Ok, after checking my wife's TB, her browser (which is the default one that came with the TB) does properly redraw the website when you zoom in. The text gets bigger and wraps to the next line. I have a feeling its something to do with TouchWiz. I can't wait for a CM9 or CM10 build to come out on the S3. I'll be going for it immediately.


----------



## AzJazz (Jun 10, 2011)

johnomaz said:


> I have a feeling its something to do with TouchWiz.


Bummer, I was afraid that was what you would find. I think it has a lot to do with Apple's lawsuits, and the result we are seeing is Samsung's response. Hopefully, this isn't the direction that Google/Android is going.


----------



## Foxalot (Aug 6, 2011)

This probably isn't the answer you want, as it doesn't apply to the stock browser or chrome; however, Opera does exactly what you're looking for. It also isn't hardware accelerated, but IMHO its performance easily matches browsers that are, and it's always been a cut above as far as fluidity. Scrolling side to side is for chumps


----------



## bigmook (Jun 6, 2011)

can't you just double tap and it automatically redraw?it works in chrome


----------



## srs731 (Jun 15, 2011)

No the double tap does not automatically redraw the lines to fit. Check the screenshot i posted, that was using the google chrome browser.


----------



## AzJazz (Jun 10, 2011)

bigmook said:


> can't you just double tap and it automatically redraw?it works in chrome


The double-tap acts funky now. It does zoom (somewhat), but the text does not reflow now. I thought that the double tap was an "approved solution". However, I wasn't very happy with the double-tap, because you only had 2 levels of viewing. Pinch & Zoom did not reflow, just the double tap.

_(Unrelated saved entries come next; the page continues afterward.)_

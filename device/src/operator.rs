// Line-based operator commands read from the console.

use std::str::FromStr;

use anyhow::{anyhow, bail};

pub const HELP: &str = "commands: workers <0-4> | batch <code> | batch | state | help";

#[derive(Debug, Clone, PartialEq, Eq)]
pub enum OperatorCommand {
    Workers(i32),
    /// Empty code clears the batch.
    Batch(String),
    State,
    Help,
}

impl FromStr for OperatorCommand {
    type Err = anyhow::Error;

    fn from_str(line: &str) -> anyhow::Result<Self> {
        let mut words = line.split_whitespace();
        let command = words.next().ok_or_else(|| anyhow!("empty command"))?;
        let argument = words.next();
        if words.next().is_some() {
            bail!("too many arguments to `{command}`");
        }

        match (command, argument) {
            ("workers", Some(n)) => n
                .parse()
                .map(OperatorCommand::Workers)
                .map_err(|_| anyhow!("`{n}` is not a number")),
            ("workers", None) => bail!("usage: workers <0-4>"),
            ("batch", code) => Ok(OperatorCommand::Batch(code.unwrap_or_default().to_string())),
            ("state", None) => Ok(OperatorCommand::State),
            ("help", None) => Ok(OperatorCommand::Help),
            _ => bail!("unknown command `{line}`, {HELP}"),
        }
    }
}

#[cfg(test)]
mod tests {
    use super::*;

    #[test]
    fn parses_commands() {
        assert_eq!("workers 3".parse::<OperatorCommand>().unwrap(), OperatorCommand::Workers(3));
        assert_eq!("  batch  B-17 ".parse::<OperatorCommand>().unwrap(), OperatorCommand::Batch("B-17".into()));
        assert_eq!("batch".parse::<OperatorCommand>().unwrap(), OperatorCommand::Batch(String::new()));
        assert_eq!("state".parse::<OperatorCommand>().unwrap(), OperatorCommand::State);
        assert_eq!("help".parse::<OperatorCommand>().unwrap(), OperatorCommand::Help);
    }

    #[test]
    fn range_is_checked_by_device_not_parser() {
        assert_eq!("workers -1".parse::<OperatorCommand>().unwrap(), OperatorCommand::Workers(-1));
        assert_eq!("workers 12".parse::<OperatorCommand>().unwrap(), OperatorCommand::Workers(12));
    }

    #[test]
    fn rejects_malformed_lines() {
        for line in ["", "workers", "workers two", "batch a b", "state now", "reboot"] {
            assert!(line.parse::<OperatorCommand>().is_err(), "{line:?} parsed");
        }
    }
}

I think that Samsung is trying to create an alternative solution with the "Reader Mode", which, while not optimal, gets the job done moderately well. There are two problems with Reader Mode:
You can only go into Reader Mode on pages Samsung identifies as "convertible", so it isn't available all the time.
You are stuck using the (Samsung-modified) stock browser. Unless Google makes Reader Mode an across-the-board standard, other browsers won't be extended to understand this functionality to put up the green icon in the URL field.


----------



## vacaloca (Dec 19, 2011)

I played with the S3 yesterday briefly and one of the things I ran into was no-pinch zoom reflow. It's pretty sad that because of ridiculous patent disputes newer hardware technology has LESS usable features that improve the user experience. I'm staying wtih my Thunderbolt for now... sigh.


----------



## SySerror (Jan 5, 2012)

Does anyone know if there is a way to build our own stock browser with the code for reflow backported from an older version of the stock browser?


----------